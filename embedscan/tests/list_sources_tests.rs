//! End-to-end tests for source listing over in-memory and scripted backends.

use std::sync::atomic::{AtomicBool, AtomicUsize, Ordering};
use std::sync::{Arc, Mutex};

use async_trait::async_trait;
use embedscan::{
    BackendKind, InMemorySegmentStore, ListSourcesService, Metadata, OffsetScan, Result,
    ScanConfig, ScanError, ScanStrategy, ScrollBatch, ScrollScan, SegmentRecord, SegmentStore,
    SourceListing, Termination, fields, list_sources,
};

fn segment(id: &str, source_id: &str, index: i64) -> SegmentRecord {
    SegmentRecord::new(
        id,
        Metadata::new()
            .with(fields::SOURCE_ID, source_id)
            .with(fields::INGESTION_DATETIME, "2024-05-01T10:00:00Z")
            .with(fields::INDEX, index),
    )
}

fn count_of(listing: &SourceListing, source_id: &str) -> Option<u64> {
    listing
        .sources
        .iter()
        .find(|s| s.source_id.as_deref() == Some(source_id))
        .map(|s| s.segment_count)
}

fn config(page_size: usize) -> ScanConfig {
    ScanConfig::builder().page_size(page_size).embedding_dimensions(4).build().unwrap()
}

/// Serves fixed pages by offset, failing at a chosen page.
struct ScriptedPages {
    pages: Vec<Vec<SegmentRecord>>,
    fail_at: Option<usize>,
    calls: AtomicUsize,
}

impl ScriptedPages {
    fn new(pages: Vec<Vec<SegmentRecord>>) -> Self {
        Self { pages, fail_at: None, calls: AtomicUsize::new(0) }
    }

    fn failing_at(mut self, page: usize) -> Self {
        self.fail_at = Some(page);
        self
    }
}

#[async_trait]
impl OffsetScan for ScriptedPages {
    async fn fetch_offset(
        &self,
        _collection: &str,
        offset: u64,
        limit: usize,
    ) -> Result<Vec<SegmentRecord>> {
        self.calls.fetch_add(1, Ordering::SeqCst);
        let page = offset as usize / limit;
        if self.fail_at == Some(page) {
            return Err(ScanError::backend("scripted", "connection reset"));
        }
        Ok(self.pages.get(page).cloned().unwrap_or_default())
    }
}

impl SegmentStore for ScriptedPages {
    fn kind(&self) -> BackendKind {
        BackendKind::PgVector
    }

    fn offset_scan(self: Arc<Self>) -> Option<Arc<dyn OffsetScan>> {
        Some(self)
    }
}

#[tokio::test]
async fn merges_sources_split_across_pages() {
    let store = Arc::new(ScriptedPages::new(vec![
        vec![segment("1", "A", 0), segment("2", "A", 1)],
        vec![segment("3", "A", 2), segment("4", "B", 0)],
        vec![segment("5", "C", 0), segment("6", "C", 1)],
    ]));

    let listing = list_sources("docs", store.clone(), 2).await.unwrap();

    assert_eq!(listing.store_name, "docs");
    assert_eq!(listing.source_count, 3);
    assert_eq!(count_of(&listing, "A"), Some(3));
    assert_eq!(count_of(&listing, "B"), Some(1));
    assert_eq!(count_of(&listing, "C"), Some(2));
    // Three full pages and the empty page that proves exhaustion.
    assert_eq!(store.calls.load(Ordering::SeqCst), 4);
}

#[tokio::test]
async fn malformed_segment_is_skipped_without_error() {
    let malformed = SegmentRecord::new(
        "2",
        Metadata::new().with(fields::SOURCE_ID, "A").with(fields::URL, "https://example.com"),
    );
    let store = Arc::new(ScriptedPages::new(vec![vec![
        segment("1", "A", 0),
        malformed,
        segment("3", "B", 4),
    ]]));

    let service = ListSourcesService::new(store, config(10)).unwrap();
    let outcome = service.scan("docs").await.unwrap();

    assert_eq!(outcome.summaries.len(), 2);
    assert_eq!(outcome.report.merge.skipped_malformed, 1);
    assert_eq!(outcome.report.records, 3);
    let b = outcome.summaries.iter().find(|s| s.key == "B").unwrap();
    assert_eq!(b.segment_count, 5);
}

#[tokio::test]
async fn failure_on_second_page_discards_partial_result() {
    let store = Arc::new(
        ScriptedPages::new(vec![
            vec![segment("1", "A", 0), segment("2", "B", 0)],
            vec![segment("3", "C", 0), segment("4", "D", 0)],
        ])
        .failing_at(1),
    );

    let err = list_sources("docs", store.clone(), 2).await.unwrap_err();

    match err {
        ScanError::ScanFailed { backend, store: name, source } => {
            assert_eq!(backend, "pgvector");
            assert_eq!(name, "docs");
            assert!(matches!(*source, ScanError::Backend { .. }));
        }
        other => panic!("expected ScanFailed, got {other:?}"),
    }
    assert_eq!(store.calls.load(Ordering::SeqCst), 2);
}

/// A store the capability table rejects; records any primitive lookup.
struct Pinecone {
    touched: AtomicBool,
}

impl SegmentStore for Pinecone {
    fn kind(&self) -> BackendKind {
        BackendKind::Pinecone
    }

    fn offset_scan(self: Arc<Self>) -> Option<Arc<dyn OffsetScan>> {
        self.touched.store(true, Ordering::SeqCst);
        None
    }
}

#[tokio::test]
async fn unscannable_backend_is_rejected_at_construction() {
    let store = Arc::new(Pinecone { touched: AtomicBool::new(false) });

    let err = ListSourcesService::new(store.clone(), ScanConfig::default()).err().unwrap();

    assert!(matches!(
        err,
        ScanError::UnsupportedCapability { ref backend, .. } if backend == "pinecone"
    ));
    assert!(!store.touched.load(Ordering::SeqCst));
}

#[tokio::test]
async fn explicit_strategy_requires_the_primitive() {
    let store = Arc::new(ScriptedPages::new(Vec::new()));
    let result = ListSourcesService::with_strategy(store, ScanStrategy::Keyset, config(10));
    assert!(matches!(result, Err(ScanError::UnsupportedCapability { .. })));
}

#[tokio::test]
async fn zero_page_size_is_a_config_error() {
    let store = Arc::new(InMemorySegmentStore::new());
    let err = list_sources("docs", store, 0).await.unwrap_err();
    assert!(matches!(err, ScanError::ConfigError(_)));
}

/// Scroll backend that fails after the first batch and records releases.
struct FlakyScroll {
    released: Mutex<Vec<String>>,
}

#[async_trait]
impl ScrollScan for FlakyScroll {
    async fn scroll(
        &self,
        _collection: &str,
        token: Option<&str>,
        _batch_size: usize,
    ) -> Result<ScrollBatch> {
        match token {
            None => Ok(ScrollBatch {
                records: vec![segment("1", "A", 0)],
                next_token: Some("ctx-1".to_string()),
            }),
            Some(_) => Err(ScanError::backend("elasticsearch", "search_context_missing_exception")),
        }
    }

    async fn release(&self, _collection: &str, token: &str) -> Result<()> {
        self.released.lock().unwrap().push(token.to_string());
        Ok(())
    }
}

impl SegmentStore for FlakyScroll {
    fn kind(&self) -> BackendKind {
        BackendKind::Elasticsearch
    }

    fn scroll_scan(self: Arc<Self>) -> Option<Arc<dyn ScrollScan>> {
        Some(self)
    }
}

#[tokio::test]
async fn scroll_handle_is_released_when_the_scan_fails() {
    let store = Arc::new(FlakyScroll { released: Mutex::new(Vec::new()) });
    let service = ListSourcesService::new(store.clone(), config(1)).unwrap();
    assert_eq!(service.strategy(), ScanStrategy::NativeIterator);

    assert!(service.list_sources("idx").await.is_err());
    assert_eq!(*store.released.lock().unwrap(), ["ctx-1"]);
}

#[tokio::test]
async fn concurrent_calls_do_not_share_state() {
    let store = Arc::new(InMemorySegmentStore::new());
    store
        .insert(
            "docs",
            (0..40).map(|i| segment(&format!("seg-{i}"), &format!("src-{}", i % 4), i / 4)),
        )
        .await;
    let service = Arc::new(ListSourcesService::new(store, config(3)).unwrap());

    let listings = futures::future::join_all((0..8).map(|_| {
        let service = Arc::clone(&service);
        async move { service.list_sources("docs").await.unwrap() }
    }))
    .await;

    for listing in &listings {
        assert_eq!(listing, &listings[0]);
        assert_eq!(listing.source_count, 4);
        assert!(listing.sources.iter().all(|s| s.segment_count == 10));
    }
}

#[tokio::test]
async fn keyset_scan_survives_identical_timestamps() {
    let store = Arc::new(InMemorySegmentStore::new());
    // Every segment shares one timestamp and pairs of sources share indexes.
    store
        .insert(
            "docs",
            (0..30).map(|i| segment(&format!("seg-{i:02}"), &format!("src-{}", i % 3), i / 3)),
        )
        .await;

    let service =
        ListSourcesService::with_strategy(store, ScanStrategy::Keyset, config(4)).unwrap();
    let outcome = service.scan("docs").await.unwrap();

    assert_eq!(outcome.report.termination, Termination::Exhausted);
    assert_eq!(outcome.report.records, 30);
    assert_eq!(outcome.summaries.len(), 3);
    assert!(outcome.summaries.iter().all(|s| s.segment_count == 10));
}

#[tokio::test]
async fn listing_serializes_in_camel_case() {
    let store = Arc::new(InMemorySegmentStore::new());
    store.insert("docs", [segment("1", "A", 2)]).await;

    let listing = list_sources("docs", store, 10).await.unwrap();
    let json = listing.to_json().unwrap();

    assert_eq!(json["storeName"], "docs");
    assert_eq!(json["sourceCount"], 1);
    assert_eq!(json["sources"][0]["segmentCount"], 3);
    assert_eq!(json["sources"][0]["sourceId"], "A");
}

### WHAT IS BEING ASKED
Take from the listing above each line containing "OffsetScan".

### ANSWER TO THIS EXERCISE
    BackendKind, InMemorySegmentStore, ListSourcesService, Metadata, OffsetScan, Result,
impl OffsetScan for ScriptedPages {
    fn offset_scan(self: Arc<Self>) -> Option<Arc<dyn OffsetScan>> {
    fn offset_scan(self: Arc<Self>) -> Option<Arc<dyn OffsetScan>> {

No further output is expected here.